Nihanth Adina received his Bachelor of Technology degree in Electrical & Electronics Engineering from the Manipal Institute of Technology in 2017. He worked for a year at the LVPEI Center For Innovation before joining The Ohio State University. He is currently pursuing his Ph.D. degree in Electrical and Computer Engineering at The Ohio State University. His research interests include system modeling, control, protection, large-scale hardware building & real-time implementation of power electronics.

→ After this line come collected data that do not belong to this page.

//! emx-blackbox CLI
//!
//! Run a program under test against `.in` scripts.

use clap::Parser;
use std::path::PathBuf;
use std::process::ExitCode;
use std::time::Duration;
use tracing_subscriber::{fmt, prelude::*, EnvFilter};
use emx_blackbox::{ShowLimit, TestCaseResult, TestRunnerBuilder, Verdict, DEBUG_BANNER};

/// Timeout used in step-debug mode, where the operator sits in a debugger.
const DEBUG_TIMEOUT: Duration = Duration::from_secs(100_000);

#[derive(Parser, Debug)]
#[command(name = "emx-blackbox")]
#[command(author = "nzinfo <li.monan@gmail.com>")]
#[command(version)]
#[command(about = "Run black-box test scripts against a command-line program")]
struct Cli {
    /// Script files or directories to scan
    #[arg(required = true)]
    paths: Vec<PathBuf>,

    /// Program under test; script arguments are appended to it
    #[arg(long, default_value = "staff-gitlet")]
    program: String,

    /// Program used when stepping into a command in debug mode
    #[arg(long = "debug-program")]
    debug_program: Option<String>,

    /// Directory holding fixture files
    #[arg(long = "src", default_value = "src")]
    src: PathBuf,

    /// Directory the per-test sandboxes are created in
    #[arg(long = "workdir", default_value = ".")]
    workdir: PathBuf,

    /// Seconds each command may run
    #[arg(long, default_value_t = 10.0)]
    timeout: f64,

    /// Edit distance tolerated in literal output comparisons
    #[arg(long, default_value_t = 0)]
    tolerance: usize,

    /// Keep sandbox directories after each test
    #[arg(short = 'k', long = "keep")]
    keep: bool,

    /// Verbose output: show every executed line and the program output
    #[arg(short, long)]
    verbose: bool,

    /// Show script listings for up to N failing tests ("all" for no limit)
    #[arg(long, value_parser = ShowLimit::parse)]
    show: Option<ShowLimit>,

    /// Step through each command interactively
    #[arg(long)]
    debug: bool,

    /// File extensions to match when scanning directories
    #[arg(long = "ext", default_value = ".in")]
    extensions: Vec<String>,

    /// Log level for diagnostics (overridden by RUST_LOG)
    #[arg(long = "log-level", default_value = "warn")]
    log_level: String,
}

fn main() -> anyhow::Result<ExitCode> {
    let cli = Cli::parse();

    // Priority: RUST_LOG env var > --log-level CLI arg
    let log_filter = std::env::var("RUST_LOG").unwrap_or_else(|_| cli.log_level.clone());
    tracing_subscriber::registry()
        .with(fmt::layer().with_writer(std::io::stderr))
        .with(EnvFilter::try_from_default_env().unwrap_or_else(|_| EnvFilter::new(&log_filter)))
        .init();

    let timeout = if cli.debug {
        DEBUG_TIMEOUT
    } else {
        Duration::try_from_secs_f64(cli.timeout)
            .map_err(|e| anyhow::anyhow!("invalid --timeout {}: {}", cli.timeout, e))?
    };

    let builder = TestRunnerBuilder::new()
        .program(cli.program.clone())
        .debug_program(cli.debug_program.clone())
        .step_debug(cli.debug)
        .fixtures(cli.src.clone())
        .workdir_root(cli.workdir.clone())
        .timeout(Some(timeout))
        .tolerance(cli.tolerance)
        .keep(cli.keep)
        .verbose(cli.verbose)
        .extensions(cli.extensions.clone());

    if cli.debug {
        print!("{}", DEBUG_BANNER);
    }

    let mut runner = builder.build();
    let result = runner.run_all(&cli.paths)?;

    // Without --show no listings are printed at all
    let mut budget = cli.show;
    for case in &result.cases {
        print_case(case, cli.verbose);

        if case.verdict.is_passed() || case.verdict == Verdict::Aborted {
            continue;
        }
        if let Some(ref mut limit) = budget {
            if limit.take() {
                print!("{}", case.details());
            } else {
                println!("   Limit on error details exceeded.");
            }
        }
    }

    println!();
    println!("{}", result.summary());

    if result.all_passed() {
        Ok(ExitCode::SUCCESS)
    } else {
        Ok(ExitCode::FAILURE)
    }
}

fn print_case(case: &TestCaseResult, verbose: bool) {
    let base = case.file.file_name()
        .map(|n| n.to_string_lossy().into_owned())
        .unwrap_or_else(|| case.name.clone());
    println!("{}:", base);

    println!("{}", case.verdict.label());

    if !case.log.is_empty() && (verbose || !case.verdict.is_passed()) {
        for line in case.log.lines() {
            println!("    {}", line);
        }
    }
    if let Some(ref wd) = case.workdir {
        println!("    workdir: {}", wd.display());
    }
}
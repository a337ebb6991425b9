//! Script line source
//!
//! Reads a script one physical line at a time. An `I` directive pushes the
//! included file on top of a stack of readers; its lines come next, then the
//! including file resumes where it left off. Line ids record the nesting:
//! line 3 of a file included from line 12 is `12.3`.

use std::fmt;
use std::fs::File;
use std::io::{BufRead, BufReader};
use std::path::{Path, PathBuf};
use crate::error::{ErrorKind, ScriptError};

/// Position of a line within a (possibly nested) script, e.g. `12.3`.
#[derive(Debug, Clone, PartialEq, Eq, Default)]
pub struct LineId(Vec<usize>);

impl LineId {
    /// Id of line `n` of a file included at `self`.
    pub fn child(&self, n: usize) -> LineId {
        let mut parts = self.0.clone();
        parts.push(n);
        LineId(parts)
    }

    pub fn parts(&self) -> &[usize] {
        &self.0
    }

    /// Line number within the top-level script.
    pub fn top(&self) -> Option<usize> {
        self.0.first().copied()
    }
}

impl From<Vec<usize>> for LineId {
    fn from(parts: Vec<usize>) -> Self {
        LineId(parts)
    }
}

impl fmt::Display for LineId {
    fn fmt(&self, f: &mut fmt::Formatter<'_>) -> fmt::Result {
        for (i, n) in self.0.iter().enumerate() {
            if i > 0 {
                write!(f, ".")?;
            }
            write!(f, "{}", n)?;
        }
        Ok(())
    }
}

/// One open file on the include stack
struct Frame {
    path: PathBuf,
    /// Canonical path, for cycle detection
    canonical: PathBuf,
    reader: BufReader<File>,
    /// Id of the line that included this file (empty for the top-level script)
    prefix: LineId,
    /// Number of lines read so far
    line_no: usize,
}

impl Frame {
    fn open(path: &Path, prefix: LineId) -> Result<Self, ScriptError> {
        let file = File::open(path).map_err(|_| {
            ScriptError::new(ErrorKind::FileNotFound,
                format!("file {} not found", path.display()))
        })?;
        let canonical = path.canonicalize().unwrap_or_else(|_| path.to_path_buf());
        Ok(Self {
            path: path.to_path_buf(),
            canonical,
            reader: BufReader::new(file),
            prefix,
            line_no: 0,
        })
    }
}

/// Produces `(LineId, line)` pairs from a script and the files it includes.
///
/// Lines are returned with their terminator (`\n`, and `\r` if the file has
/// CRLF endings). `None` marks the end of the top-level script.
pub struct LineSource {
    stack: Vec<Frame>,
    included: Vec<PathBuf>,
}

impl LineSource {
    /// Open the top-level script
    pub fn open(path: impl AsRef<Path>) -> Result<Self, ScriptError> {
        let frame = Frame::open(path.as_ref(), LineId::default())?;
        Ok(Self {
            stack: vec![frame],
            included: Vec::new(),
        })
    }

    /// Read the next line, descending into and returning from included files
    /// as needed.
    pub fn next_line(&mut self) -> Result<Option<(LineId, String)>, ScriptError> {
        loop {
            let Some(frame) = self.stack.last_mut() else {
                return Ok(None);
            };

            let mut buf = Vec::new();
            let n = frame.reader.read_until(b'\n', &mut buf).map_err(|e| {
                ScriptError::new(ErrorKind::Io,
                    format!("{}: {}", frame.path.display(), e))
            })?;

            if n == 0 {
                // Exhausted: resume the including file, if any.
                // The top-level frame stays so `current_file` remains valid.
                if self.stack.len() == 1 {
                    return Ok(None);
                }
                self.stack.pop();
                continue;
            }

            frame.line_no += 1;
            let id = frame.prefix.child(frame.line_no);
            return Ok(Some((id, String::from_utf8_lossy(&buf).into_owned())));
        }
    }

    /// Splice `path` into the stream right after the line `at`.
    pub fn include(&mut self, path: impl AsRef<Path>, at: &LineId) -> Result<(), ScriptError> {
        let frame = Frame::open(path.as_ref(), at.clone())?;
        if self.stack.iter().any(|f| f.canonical == frame.canonical) {
            return Err(ScriptError::new(ErrorKind::IncludeCycle,
                format!("include cycle: {} includes itself", path.as_ref().display())));
        }
        self.included.push(frame.path.clone());
        self.stack.push(frame);
        Ok(())
    }

    /// The file the most recently returned line came from.
    pub fn current_file(&self) -> &Path {
        self.stack.last().map(|f| f.path.as_path()).unwrap_or_else(|| Path::new(""))
    }

    /// Include depth of the most recently returned line (0 = top-level).
    pub fn depth(&self) -> usize {
        self.stack.len().saturating_sub(1)
    }

    /// Every file included so far, in the order first included.
    pub fn included_files(&self) -> &[PathBuf] {
        &self.included
    }
}
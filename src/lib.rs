//! emx-blackbox: A black-box test driver for command-line programs
//!
//! Runs a program under test against `.in` scripts, one sandbox directory
//! per script, and reports a verdict for each.
//!
//! # Overview
//!
//! A script is a sequence of one-line directives. `>` runs the program with
//! the rest of the line as its arguments and compares everything it printed
//! against the block of lines that follows, up to a `<<<` terminator.
//! Other directives stage fixture files, check the sandbox contents, define
//! variables, and pull in shared script fragments.
//!
//! # Script Syntax
//!
//! ```text
//! # Set up a repository and commit one file
//! I prelude.inc
//! + wug.txt wug.txt
//! > add wug.txt
//! <<<
//! > log
//! ===
//! commit ([a-f0-9]+)
//! [\s\S]*
//! <<<*
//! D UID "${1}"
//! > checkout ${UID} -- wug.txt
//! <<<
//! = wug.txt wug.txt
//! ```
//!
//! # Directives
//!
//! | Directive | Description |
//! |-----------|-------------|
//! | `# ...` | Comment |
//! | `I file` | Include another script (path relative to the including file) |
//! | `C [dir]` | Switch to a subdirectory of the sandbox (none = sandbox root) |
//! | `T secs` | Set the per-command timeout |
//! | `+ name src` | Copy fixture `src` to `name` |
//! | `- name` | Delete `name` |
//! | `> args` | Run the program; block ends with `<<<` (literal) or `<<<*` (regex) |
//! | `= name src` | `name` must have the same content as fixture `src` |
//! | `* name` | `name` must not exist |
//! | `E name` | `name` must exist |
//! | `D var "value"` | Define `${var}` |
//!
//! # Substitution
//!
//! `${var}` expands a definition; `${N}` expands capture group N of the last
//! `>` block (`${0}` is the whole output). Comment lines are not expanded.

mod engine;
mod state;
mod parser;
mod source;
mod subst;
mod matcher;
mod sandbox;
mod runner;
mod error;

pub use engine::{Engine, RunBlock, read_block};
pub use state::State;
pub use parser::{Directive, ScriptLine, parse_line, parse_block_end};
pub use source::{LineId, LineSource};
pub use subst::{substitute, expand, is_comment, MAX_PASSES};
pub use matcher::{OutputMatcher, MatchOutcome, normalize, edit_distance, render_diff};
pub use sandbox::{
    Executor, ProgramExecutor, ExecOutcome, DecisionSource, StepDecision, ConsoleDecisions,
    SandboxDir, create_isolated_dir, release_dir, DEBUG_BANNER, MAX_DIR_ATTEMPTS,
};
pub use runner::{
    TestRunner, RunConfig, TestResult, TestCaseResult, Verdict, ShowLimit, TestRunnerBuilder,
    DEFAULT_TIMEOUT,
};
pub use error::{ScriptError, ErrorKind};

// Convenience function for cargo test integration
pub use runner::run_and_assert;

The reliable operation of power systems on the lunar surface is crucial for carrying out critical research activities and supporting life. These systems can be viewed as standalone or interconnected DC microgrids that integrate intermittent power sources and distributed energy storage systems. Lunar microgrids need to be highly reliable, highly reconfigurable, and highly efficient. To address the requirements for lunar dc microgrids, we propose a Flexible DC Energy Router (FeDER), which is a modular and scalable power management unit that utilizes power electronic circuits for interconnected lunar DC microgrids. The FeDER integrates local energy storage and provides an all-in-one solution for microgrid power management requirements, including fault management, stability enhancement, power flow regulation, and power quality improvement. The design, protection, and control of the lunar DC microgrids are realized using a three-layered approach. The first layer utilizes graph theory and fault diagnostics for sustainability, resiliency, reconfiguration, and fault isolation, utilizing the FeDER. The second layer involves an energy management system that performs effective coordination and dispatching of distributed energy resources. The third layer utilizes smart resistor control of the FeDER to improve stability, enable power flow control and reconfiguration. Overall, the FeDER-based design provides a comprehensive solution for managing power in lunar DC microgrids. Its modular and scalable nature, along with its integration of local energy storage and advanced control strategies, make it an ideal solution for addressing the unique challenges associated with lunar power systems.
The attendees will get to learn about WBG-based power electronics design for space applications. The different architecture topologies utilized to study space power systems. The design, control, and protection of the dc microgrid are useful and relevant.